The statistical interpretation of bioequivalence data is a significant aspect of pharmaceutical research. Bioequivalence refers to the absence of any significant difference in the rate and extent to which the active ingredient in pharmaceutical products becomes available at the site of drug action when administered at the same molar dose under similar conditions. This helps determine if different drug products have similar absorption rates, ensuring their interchangeability.

Statistical approaches utilized for interpreting bioequivalence data presume a normal distribution. However, due to limited sample sizes, parameters such as C_max (peak or maximum serum concentration) and AUC (Area under the curve) may display different distribution patterns but tend to resemble a normal distribution upon log transformation.
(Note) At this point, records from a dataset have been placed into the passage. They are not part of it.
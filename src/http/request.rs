use std::fmt;

/// HTTP request methods.
///
/// Only GET is served. Every other method, including the ones the server
/// recognises by name, is answered with 405 Method Not Allowed.
#[derive(Debug, Clone, PartialEq, Eq)]
pub enum Method {
    /// GET - Retrieve a resource
    GET,
    /// POST - Create or submit data
    POST,
    /// PUT - Replace a resource
    PUT,
    /// DELETE - Delete a resource
    DELETE,
    /// HEAD - Like GET but without the response body
    HEAD,
    /// OPTIONS - Describe communication options
    OPTIONS,
    /// PATCH - Partial modification of a resource
    PATCH,
    /// Any other method token, kept verbatim
    Other(String),
}

/// A single `Name: Value` header line.
#[derive(Debug, Clone, PartialEq, Eq)]
pub struct HeaderField {
    pub name: String,
    pub value: String,
}

/// Represents a parsed HTTP request from a client.
///
/// Holds everything extracted from the request line and the header section.
/// Headers are kept in arrival order. No body is ever read, so `body` is
/// `None` for requests produced by the parser.
#[derive(Debug, Clone)]
pub struct Request {
    /// The HTTP method (GET, POST, etc.)
    pub method: Method,
    /// The request path as sent by the client (e.g., "/index.html")
    pub path: String,
    /// The `<n>` in `HTTP/1.<n>`
    pub minor_version: u8,
    /// Header fields in the order they arrived
    pub headers: Vec<HeaderField>,
    /// Request entity, unused by this server
    pub body: Option<Vec<u8>>,
}

/// Builder for constructing Request objects.
pub struct RequestBuilder {
    method: Option<Method>,
    path: Option<String>,
    minor_version: u8,
    headers: Vec<HeaderField>,
    body: Option<Vec<u8>>,
}

impl Method {
    /// Parses an HTTP method token.
    ///
    /// Matching is case-sensitive; unknown tokens become [`Method::Other`].
    ///
    /// # Example
    ///
    /// ```
    /// # use hebottpd::http::request::Method;
    /// assert_eq!(Method::parse("GET"), Method::GET);
    /// assert_eq!(Method::parse("get"), Method::Other("get".to_string()));
    /// ```
    pub fn parse(s: &str) -> Self {
        match s {
            "GET" => Method::GET,
            "POST" => Method::POST,
            "PUT" => Method::PUT,
            "DELETE" => Method::DELETE,
            "HEAD" => Method::HEAD,
            "OPTIONS" => Method::OPTIONS,
            "PATCH" => Method::PATCH,
            other => Method::Other(other.to_string()),
        }
    }

    pub fn as_str(&self) -> &str {
        match self {
            Method::GET => "GET",
            Method::POST => "POST",
            Method::PUT => "PUT",
            Method::DELETE => "DELETE",
            Method::HEAD => "HEAD",
            Method::OPTIONS => "OPTIONS",
            Method::PATCH => "PATCH",
            Method::Other(s) => s,
        }
    }
}

impl fmt::Display for Method {
    fn fmt(&self, f: &mut fmt::Formatter<'_>) -> fmt::Result {
        f.write_str(self.as_str())
    }
}

impl HeaderField {
    pub fn new(name: impl Into<String>, value: impl Into<String>) -> Self {
        Self {
            name: name.into(),
            value: value.into(),
        }
    }
}

impl RequestBuilder {
    pub fn new() -> Self {
        Self {
            method: None,
            path: None,
            minor_version: 1,
            headers: Vec::new(),
            body: None,
        }
    }

    pub fn method(mut self, method: Method) -> Self {
        self.method = Some(method);
        self
    }

    pub fn path(mut self, path: impl Into<String>) -> Self {
        self.path = Some(path.into());
        self
    }

    pub fn minor_version(mut self, minor_version: u8) -> Self {
        self.minor_version = minor_version;
        self
    }

    pub fn header(mut self, name: impl Into<String>, value: impl Into<String>) -> Self {
        self.headers.push(HeaderField::new(name, value));
        self
    }

    pub fn body(mut self, body: Vec<u8>) -> Self {
        self.body = Some(body);
        self
    }

    pub fn build(self) -> Result<Request, &'static str> {
        Ok(Request {
            method: self.method.ok_or("method missing")?,
            path: self.path.ok_or("path missing")?,
            minor_version: self.minor_version,
            headers: self.headers,
            body: self.body,
        })
    }
}

impl Default for RequestBuilder {
    fn default() -> Self {
        Self::new()
    }
}

impl Request {
    /// Retrieves a header value by name, ignoring ASCII case.
    ///
    /// When the header was sent more than once the last occurrence wins.
    pub fn header(&self, name: &str) -> Option<&str> {
        self.headers
            .iter()
            .rev()
            .find(|h| h.name.eq_ignore_ascii_case(name))
            .map(|h| h.value.as_str())
    }

    /// All values sent for `name`, in arrival order.
    pub fn headers_named<'a>(&'a self, name: &'a str) -> impl Iterator<Item = &'a str> + 'a {
        self.headers
            .iter()
            .filter(move |h| h.name.eq_ignore_ascii_case(name))
            .map(|h| h.value.as_str())
    }

    /// Retrieves the Content-Length header value and parses it as a usize.
    ///
    /// Returns 0 if the header is missing or not a valid number.
    pub fn content_length(&self) -> usize {
        self.header("Content-Length")
            .and_then(|v| v.trim().parse().ok())
            .unwrap_or(0)
    }
}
Key methods used for statistical interpretation include Analysis of Variance (ANOVA) and the confidence interval approach. ANOVA is primarily used to evaluate differences within and between control and test groups, examining data for intra-group and inter-group variances. A p-value below 0.05 is considered statistically significant, indicating a meaningful difference.

The confidence interval approach, also known as the two one-sided test procedure, contrasts the bioavailability of the test material against the reference product. Ideally, bioavailability parameters like AUC or C_max should lie within a 20% range of each other, enclosed by a 90% confidence interval. This method aids in defining acceptable limits for the extent of bioequivalence.